//! Move and play-outcome types.

use super::{Player, Position};
use serde::{Deserialize, Serialize};

/// A move in tic-tac-toe: a player placing their mark at a position.
#[derive(Debug, Clone, Copy, PartialEq, Eq, Hash, Serialize, Deserialize)]
pub struct Move {
    /// The player making the move.
    pub player: Player,
    /// The position where the player places their mark.
    pub position: Position,
}

impl Move {
    /// Creates a new move.
    pub fn new(player: Player, position: Position) -> Self {
        Self { player, position }
    }

    /// Returns the player making this move.
    pub fn player(&self) -> Player {
        self.player
    }

    /// Returns the position of this move.
    pub fn position(&self) -> Position {
        self.position
    }
}

impl std::fmt::Display for Move {
    fn fmt(&self, f: &mut std::fmt::Formatter<'_>) -> std::fmt::Result {
        write!(f, "{} → {}", self.player, self.position.label())
    }
}

/// Why a play request left the game unchanged.
#[derive(Debug, Clone, Copy, PartialEq, Eq, derive_more::Display)]
pub enum IgnoreReason {
    /// The displayed board already has a winning line.
    #[display("game already won by {}", _0)]
    AlreadyWon(Player),

    /// The square is already occupied.
    #[display("{} is already occupied", _0)]
    SquareOccupied(Position),

    /// The cell index is outside 0-8.
    #[display("cell index {} is off the board", _0)]
    OutOfBounds(usize),
}

/// Result of a play request.
///
/// Ignored requests are normal gameplay (a click on a taken square),
/// not errors; the state is guaranteed untouched.
#[derive(Debug, Clone, Copy, PartialEq, Eq, derive_more::Display)]
pub enum PlayOutcome {
    /// A mark was placed and the cursor moved to the new tip.
    #[display("placed {}", _0)]
    Placed(Move),

    /// Nothing changed.
    #[display("ignored: {}", _0)]
    Ignored(IgnoreReason),
}

impl PlayOutcome {
    /// Whether the request changed the game.
    pub fn is_placed(&self) -> bool {
        matches!(self, PlayOutcome::Placed(_))
    }
}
============
Of the lines above, extract only those from the line with "pub fn position(&self)" to the line with "the game unchanged.", both included, exactly as written.

== EXERCISE RESULT ==
    pub fn position(&self) -> Position {
        self.position
    }
}

impl std::fmt::Display for Move {
    fn fmt(&self, f: &mut std::fmt::Formatter<'_>) -> std::fmt::Result {
        write!(f, "{} → {}", self.player, self.position.label())
    }
}

/// Why a play request left the game unchanged.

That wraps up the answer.